** Opening Records shown block **

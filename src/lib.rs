//! # mailindex - per-user email indexing, categorization and bulk-mutation core
//!
//! Ingests messages from a remote mail provider behind the [`remote`] trait,
//! persists a durable per-user SQLite index ([`store`]), classifies each
//! message with three independent analyzers ([`analyzers`], combined by
//! [`engine`]), serves search ([`search`]) and bulk delete/restore/archive
//! operations ([`bulk`]), and exposes shared file storage with per-file ACLs
//! ([`file_acl`]) for export archives.
//!
//! ## Architecture
//!
//! - [`auth`] resolves a caller's [`auth::UserContext`] to a remote client
//! - [`ingest`] pages through the remote provider and upserts into [`store`]
//! - [`analyzers`] + [`engine`] turn a raw row into a category and insights
//! - [`search`] and [`bulk`] are the read and write surfaces over the index
//! - [`jobs`] makes categorization asynchronous: a durable store, an
//!   in-memory FIFO queue, and a cooperative worker that drains it
//! - [`cache`] is a look-aside cache shared by the analyzers and search
//! - [`metrics`] and [`telemetry`] are the ambient observability stack
//! - [`health`] exposes process introspection for the server's health check

pub mod analyzers;
pub mod auth;
pub mod bulk;
pub mod cache;
pub mod config;
pub mod engine;
pub mod error;
pub mod export;
pub mod file_acl;
pub mod health;
pub mod ingest;
pub mod jobs;
pub mod metrics;
pub mod remote;
pub mod search;
pub mod store;
pub mod telemetry;

pub use analyzers::{
    CacheKeyStrategy, DateSizeAnalyzer, DateSizeConfig, DateSizeResult, EmailAnalysisContext,
    ImportanceAnalyzer, ImportanceConfig, ImportanceResult, LabelClassifier,
    LabelClassifierConfig, LabelResult,
};
pub use auth::{AuthError, Authenticator, UserContext};
pub use bulk::{
    ArchiveMethod, ArchiveOptions, BatchDeleteOptions, BulkMutator, CleanupActionType,
    CleanupPolicy, CleanupSafety, DeleteOptions, MutationResult, RestoreOptions,
};
pub use cache::{Cache, CacheStats};
pub use config::Config;
pub use engine::{
    CategorizationEngine, CategorizeOptions, CategorizeSummary, CombinedAnalysisResult,
    EngineConfig, Insights,
};
pub use error::{MailIndexError, Result};
pub use export::{ExportFormatter, JsonExportFormatter};
pub use file_acl::{
    CreateFileRequest, FileAccessCheck, FileAccessControl, FileAclConfig,
};
pub use health::{CacheStatsReport, HealthMonitor, HealthReport};
pub use ingest::{IngestSummary, Ingester};
pub use jobs::{CategorizationWorker, JobQueue, JobStore};
pub use remote::{
    BatchModifyResult, ListPageResult, RemoteMailClient, RemoteMessage, RemoteMessageRef,
};
pub use search::{QueryCriteria, SearchEngine, SearchResponse};
pub use store::{EmailIndex, Param, SearchCriteria, Store, StoreRegistry};

/// Re-export of the most commonly used types, for `use mailindex::prelude::*;`.
pub mod prelude {
    pub use crate::auth::{AuthError, Authenticator, UserContext};
    pub use crate::bulk::{
        ArchiveMethod, ArchiveOptions, BulkMutator, CleanupPolicy, DeleteOptions, MutationResult,
        RestoreOptions,
    };
    pub use crate::cache::Cache;
    pub use crate::config::Config;
    pub use crate::engine::{CategorizationEngine, CategorizeOptions, CategorizeSummary, EngineConfig};
    pub use crate::error::{MailIndexError, Result};
    pub use crate::file_acl::FileAccessControl;
    pub use crate::health::HealthMonitor;
    pub use crate::ingest::Ingester;
    pub use crate::jobs::{CategorizationWorker, JobQueue, JobStore};
    pub use crate::remote::RemoteMailClient;
    pub use crate::search::{QueryCriteria, SearchEngine};
    pub use crate::store::{EmailIndex, Store, StoreRegistry};
}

** Closing Records shown block **

Word for word, give the entire listing again.

filename src/lib.rs
//! # mailindex - per-user email indexing, categorization and bulk-mutation core
//!
//! Ingests messages from a remote mail provider behind the [`remote`] trait,
//! persists a durable per-user SQLite index ([`store`]), classifies each
//! message with three independent analyzers ([`analyzers`], combined by
//! [`engine`]), serves search ([`search`]) and bulk delete/restore/archive
//! operations ([`bulk`]), and exposes shared file storage with per-file ACLs
//! ([`file_acl`]) for export archives.
//!
//! ## Architecture
//!
//! - [`auth`] resolves a caller's [`auth::UserContext`] to a remote client
//! - [`ingest`] pages through the remote provider and upserts into [`store`]
//! - [`analyzers`] + [`engine`] turn a raw row into a category and insights
//! - [`search`] and [`bulk`] are the read and write surfaces over the index
//! - [`jobs`] makes categorization asynchronous: a durable store, an
//!   in-memory FIFO queue, and a cooperative worker that drains it
//! - [`cache`] is a look-aside cache shared by the analyzers and search
//! - [`metrics`] and [`telemetry`] are the ambient observability stack
//! - [`health`] exposes process introspection for the server's health check

pub mod analyzers;
pub mod auth;
pub mod bulk;
pub mod cache;
pub mod config;
pub mod engine;
pub mod error;
pub mod export;
pub mod file_acl;
pub mod health;
pub mod ingest;
pub mod jobs;
pub mod metrics;
pub mod remote;
pub mod search;
pub mod store;
pub mod telemetry;

pub use analyzers::{
    CacheKeyStrategy, DateSizeAnalyzer, DateSizeConfig, DateSizeResult, EmailAnalysisContext,
    ImportanceAnalyzer, ImportanceConfig, ImportanceResult, LabelClassifier,
    LabelClassifierConfig, LabelResult,
};
pub use auth::{AuthError, Authenticator, UserContext};
pub use bulk::{
    ArchiveMethod, ArchiveOptions, BatchDeleteOptions, BulkMutator, CleanupActionType,
    CleanupPolicy, CleanupSafety, DeleteOptions, MutationResult, RestoreOptions,
};
pub use cache::{Cache, CacheStats};
pub use config::Config;
pub use engine::{
    CategorizationEngine, CategorizeOptions, CategorizeSummary, CombinedAnalysisResult,
    EngineConfig, Insights,
};
pub use error::{MailIndexError, Result};
pub use export::{ExportFormatter, JsonExportFormatter};
pub use file_acl::{
    CreateFileRequest, FileAccessCheck, FileAccessControl, FileAclConfig,
};
pub use health::{CacheStatsReport, HealthMonitor, HealthReport};
pub use ingest::{IngestSummary, Ingester};
pub use jobs::{CategorizationWorker, JobQueue, JobStore};
pub use remote::{
    BatchModifyResult, ListPageResult, RemoteMailClient, RemoteMessage, RemoteMessageRef,
};
pub use search::{QueryCriteria, SearchEngine, SearchResponse};
pub use store::{EmailIndex, Param, SearchCriteria, Store, StoreRegistry};

/// Re-export of the most commonly used types, for `use mailindex::prelude::*;`.
pub mod prelude {
    pub use crate::auth::{AuthError, Authenticator, UserContext};
    pub use crate::bulk::{
        ArchiveMethod, ArchiveOptions, BulkMutator, CleanupPolicy, DeleteOptions, MutationResult,
        RestoreOptions,
    };
    pub use crate::cache::Cache;
    pub use crate::config::Config;
    pub use crate::engine::{CategorizationEngine, CategorizeOptions, CategorizeSummary, EngineConfig};
    pub use crate::error::{MailIndexError, Result};
    pub use crate::file_acl::FileAccessControl;
    pub use crate::health::HealthMonitor;
    pub use crate::ingest::Ingester;
    pub use crate::jobs::{CategorizationWorker, JobQueue, JobStore};
    pub use crate::remote::RemoteMailClient;
    pub use crate::search::{QueryCriteria, SearchEngine};
    pub use crate::store::{EmailIndex, Store, StoreRegistry};
}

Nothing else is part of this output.